- K. M. Doddi
- Interactive map of K. M. Doddi
- Coordinates: 12°28′55″N 77°02′05″E﻿ / ﻿12.48200°N 77.03476°E
- Country: India
- State: Karnataka
- District: Mandya

Area
- • Total: 1.97 km^{2} (0.76 sq mi)

Population (2011)
- • Total: 6,393
- Time zone: UTC+5:30 (IST)
- PIN: 571422

= K. M. Doddi =

Kala Muddana Doddi or simply K. M. Doddi is a Census town in Maddur taluk of Mandya district in the state of Karnataka, India. As per census survey 2011, its location code number is 614653.

==Location==
K. M. Doddi is located between Maddur and Malavalli, about 18 km away from the district centre of Mandya,33 km away from Channapatna and about 100 km away from the state capital, Bangalore.

==Education==
Bharathi Education trust in Bharathinagara is an institution of higher learning located in a rural and socially backward sector (as notified by the UGC) situated in Mandya District in Karnataka.

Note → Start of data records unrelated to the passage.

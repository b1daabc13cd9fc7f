// washwatch — Minimal WebSocket Server Plumbing
//
// Just enough RFC 6455 for the battery telemetry page: the upgrade
// handshake and unfragmented text frames. The framing here is pure
// byte-slicing; the TCP loop lives in the `batteryserver` binary.

use anyhow::{bail, Context};
use base64::engine::general_purpose::STANDARD as BASE64;
use base64::Engine;
use sha1::{Digest, Sha1};

const WS_GUID: &str = "258EAFA5-E914-47DA-95CA-C5AB0DC85B11";

/// Sec-WebSocket-Accept for a client key: base64(sha1(key + GUID)).
pub fn accept_key(client_key: &str) -> String {
    let mut hasher = Sha1::new();
    hasher.update(client_key.trim().as_bytes());
    hasher.update(WS_GUID.as_bytes());
    BASE64.encode(hasher.finalize())
}

/// Pull `Sec-WebSocket-Key` out of a raw HTTP upgrade request.
pub fn client_key(request: &str) -> Option<&str> {
    request.lines().find_map(|line| {
        let (name, value) = line.split_once(':')?;
        name.trim()
            .eq_ignore_ascii_case("sec-websocket-key")
            .then(|| value.trim())
    })
}

/// The 101 Switching Protocols response completing the handshake.
pub fn handshake_response(client_key: &str) -> String {
    format!(
        "HTTP/1.1 101 Switching Protocols\r\n\
         Upgrade: websocket\r\n\
         Connection: Upgrade\r\n\
         Sec-WebSocket-Accept: {}\r\n\r\n",
        accept_key(client_key)
    )
}

/// Server-to-client text frame: FIN + text opcode, unmasked, with the
/// 7/16/64-bit length encoding picked by payload size.
pub fn encode_text_frame(payload: &str) -> Vec<u8> {
    let bytes = payload.as_bytes();
    let mut frame = Vec::with_capacity(bytes.len() + 10);
    frame.push(0x81);
    match bytes.len() {
        len if len <= 125 => frame.push(len as u8),
        len if len <= u16::MAX as usize => {
            frame.push(126);
            frame.extend_from_slice(&(len as u16).to_be_bytes());
        }
        len => {
            frame.push(127);
            frame.extend_from_slice(&(len as u64).to_be_bytes());
        }
    }
    frame.extend_from_slice(bytes);
    frame
}

#[derive(Debug, PartialEq, Eq)]
pub enum ClientFrame {
    Text(String),
    Close,
    /// Ping, pong, binary — nothing the telemetry loop acts on.
    Other,
}

/// Decode one client frame from `buf`, returning it and the bytes consumed.
/// `Ok(None)` means more data is needed. Client frames must be masked.
pub fn decode_frame(buf: &[u8]) -> anyhow::Result<Option<(ClientFrame, usize)>> {
    if buf.len() < 2 {
        return Ok(None);
    }
    let opcode = buf[0] & 0x0f;
    let masked = buf[1] & 0x80 != 0;
    if !masked {
        bail!("unmasked client frame");
    }

    let (len, mut offset) = match buf[1] & 0x7f {
        126 => {
            if buf.len() < 4 {
                return Ok(None);
            }
            (u16::from_be_bytes([buf[2], buf[3]]) as usize, 4)
        }
        127 => {
            if buf.len() < 10 {
                return Ok(None);
            }
            let mut len_bytes = [0u8; 8];
            len_bytes.copy_from_slice(&buf[2..10]);
            let len = u64::from_be_bytes(len_bytes);
            (usize::try_from(len).context("frame too large")?, 10)
        }
        len => (len as usize, 2),
    };

    if buf.len() < offset + 4 + len {
        return Ok(None);
    }
    let mask = [buf[offset], buf[offset + 1], buf[offset + 2], buf[offset + 3]];
    offset += 4;

    let payload: Vec<u8> = buf[offset..offset + len]
        .iter()
        .enumerate()
        .map(|(i, b)| b ^ mask[i % 4])
        .collect();
    let consumed = offset + len;

    let frame = match opcode {
        0x1 => ClientFrame::Text(String::from_utf8(payload).context("non-utf8 text frame")?),
        0x8 => ClientFrame::Close,
        _ => ClientFrame::Other,
    };
    Ok(Some((frame, consumed)))
}

#[cfg(test)]
mod tests {
    use super::*;

    #[test]
    fn accept_key_matches_the_rfc_example() {
        assert_eq!(
            accept_key("dGhlIHNhbXBsZSBub25jZQ=="),
            "s3pPLMBiTxaQ9kYGzzhZRbK+xOo="
        );
    }

    #[test]
    fn client_key_is_found_case_insensitively() {
        let req = "GET /ws HTTP/1.1\r\nHost: bee\r\nSEC-WEBSOCKET-KEY:  abc123  \r\n\r\n";
        assert_eq!(client_key(req), Some("abc123"));
        assert_eq!(client_key("GET / HTTP/1.1\r\n\r\n"), None);
    }

    #[test]
    fn handshake_response_carries_the_accept_header() {
        let resp = handshake_response("dGhlIHNhbXBsZSBub25jZQ==");
        assert!(resp.starts_with("HTTP/1.1 101"));
        assert!(resp.contains("Sec-WebSocket-Accept: s3pPLMBiTxaQ9kYGzzhZRbK+xOo=\r\n"));
        assert!(resp.ends_with("\r\n\r\n"));
    }

    #[test]
    fn short_text_frames_use_the_inline_length() {
        let frame = encode_text_frame("hi");
        assert_eq!(frame, vec![0x81, 2, b'h', b'i']);
    }

    #[test]
    fn medium_frames_use_the_16_bit_length() {
        let payload = "x".repeat(300);
        let frame = encode_text_frame(&payload);
        assert_eq!(frame[0], 0x81);
        assert_eq!(frame[1], 126);
        assert_eq!(u16::from_be_bytes([frame[2], frame[3]]), 300);
        assert_eq!(frame.len(), 4 + 300);
    }

    fn masked(opcode: u8, payload: &[u8]) -> Vec<u8> {
        let mask = [0xa1, 0xb2, 0xc3, 0xd4];
        let mut buf = vec![0x80 | opcode, 0x80 | payload.len() as u8];
        buf.extend_from_slice(&mask);
        buf.extend(payload.iter().enumerate().map(|(i, b)| b ^ mask[i % 4]));
        buf
    }

    #[test]
    fn masked_text_frames_decode() {
        let buf = masked(0x1, b"hello");
        let (frame, consumed) = decode_frame(&buf).unwrap().unwrap();
        assert_eq!(frame, ClientFrame::Text("hello".into()));
        assert_eq!(consumed, buf.len());
    }

    #[test]
    fn close_frames_are_reported() {
        let buf = masked(0x8, &[]);
        let (frame, _) = decode_frame(&buf).unwrap().unwrap();
        assert_eq!(frame, ClientFrame::Close);
    }

    #[test]
    fn partial_frames_ask_for_more_data() {
        let buf = masked(0x1, b"hello");
        assert_eq!(decode_frame(&buf[..3]).unwrap(), None);
        assert_eq!(decode_frame(&[]).unwrap(), None);
    }

    #[test]
    fn unmasked_client_frames_are_rejected() {
        let buf = vec![0x81, 2, b'h', b'i'];
        assert!(decode_frame(&buf).is_err());
    }
}
// washwatch — Wi-Fi Station Bring-Up
//
// Credentials are baked in at build time. The radio stays down until the
// first call that actually needs the network, since most wake passes never
// touch it. Connection failure is an ordinary error for the caller: the
// cycle falls back to a short-poll retry rather than blocking on the AP.

use std::thread;
use std::time::Duration;

use anyhow::{anyhow, bail, Context};
use esp_idf_hal::modem::Modem;
use esp_idf_svc::eventloop::EspSystemEventLoop;
use esp_idf_svc::nvs::EspDefaultNvsPartition;
use esp_idf_svc::wifi::{AuthMethod, BlockingWifi, ClientConfiguration, Configuration, EspWifi};

use crate::config::*;

/// Start the station and block until the netif is up, retrying the connect a
/// few times. Returns the live driver; dropping it tears the radio down.
pub fn connect(
    modem: Modem,
    sys_loop: EspSystemEventLoop,
    nvs_partition: EspDefaultNvsPartition,
) -> anyhow::Result<EspWifi<'static>> {
    let mut esp_wifi = EspWifi::new(modem, sys_loop.clone(), Some(nvs_partition))?;
    let mut wifi = BlockingWifi::wrap(&mut esp_wifi, sys_loop)?;

    let auth_method = if WIFI_PASS.is_empty() {
        AuthMethod::None
    } else {
        AuthMethod::WPA2Personal
    };

    wifi.set_configuration(&Configuration::Client(ClientConfiguration {
        ssid: WIFI_SSID
            .try_into()
            .map_err(|_| anyhow!("wifi ssid too long"))?,
        password: WIFI_PASS
            .try_into()
            .map_err(|_| anyhow!("wifi password too long"))?,
        auth_method,
        ..Default::default()
    }))?;

    wifi.start().context("wifi start failed")?;
    log::info!("wifi started, connecting to `{WIFI_SSID}`");

    let mut last_err = None;
    for attempt in 1..=WIFI_CONNECT_ATTEMPTS {
        match wifi.connect() {
            Ok(()) => match wifi.wait_netif_up() {
                Ok(()) => {
                    log::info!("wifi up on attempt {attempt}");
                    last_err = None;
                    break;
                }
                Err(err) => {
                    log::warn!("netif up failed on attempt {attempt}: {err:#}");
                    last_err = Some(err);
                }
            },
            Err(err) => {
                log::warn!("wifi connect failed on attempt {attempt}: {err:#}");
                last_err = Some(err);
            }
        }

        if attempt < WIFI_CONNECT_ATTEMPTS {
            let _ = wifi.disconnect();
            thread::sleep(Duration::from_millis(WIFI_RETRY_DELAY_MS));
        }
    }

    if let Some(err) = last_err {
        let _ = wifi.stop();
        bail!("wifi unavailable after {WIFI_CONNECT_ATTEMPTS} attempts: {err}");
    }
    Ok(esp_wifi)
}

It is an integrated First Grade College permanently affiliated to the University of Mysore, Established in 1970. It is the dream child of G. Made Gowda a veteran legislator parliamentarian, Gandhian statesman and an educational administrator gifted with foresight and vision. G. Made Gowda founded the Bharathi Education Trust in 1961 with the lofty object of providing higher education to empower rural students in a backward hinterland of Mandya.

==Economy==
This small town is agrarian in nature. There are several nationalized bank branches such as State Bank of India, Bank of Baroda,Karnataka Bank, Canara Bank, Karnataka ಗ್ರಾಮೀಣ ಬ್ಯಾಂಕ್ ,ಡಿಸಿಸಿ ಬ್ಯಾಂಕ್, Chamundeswari Sugar's sugar factory, Several mini and micro finance services such as IIFL, Muthoot, Manapuram.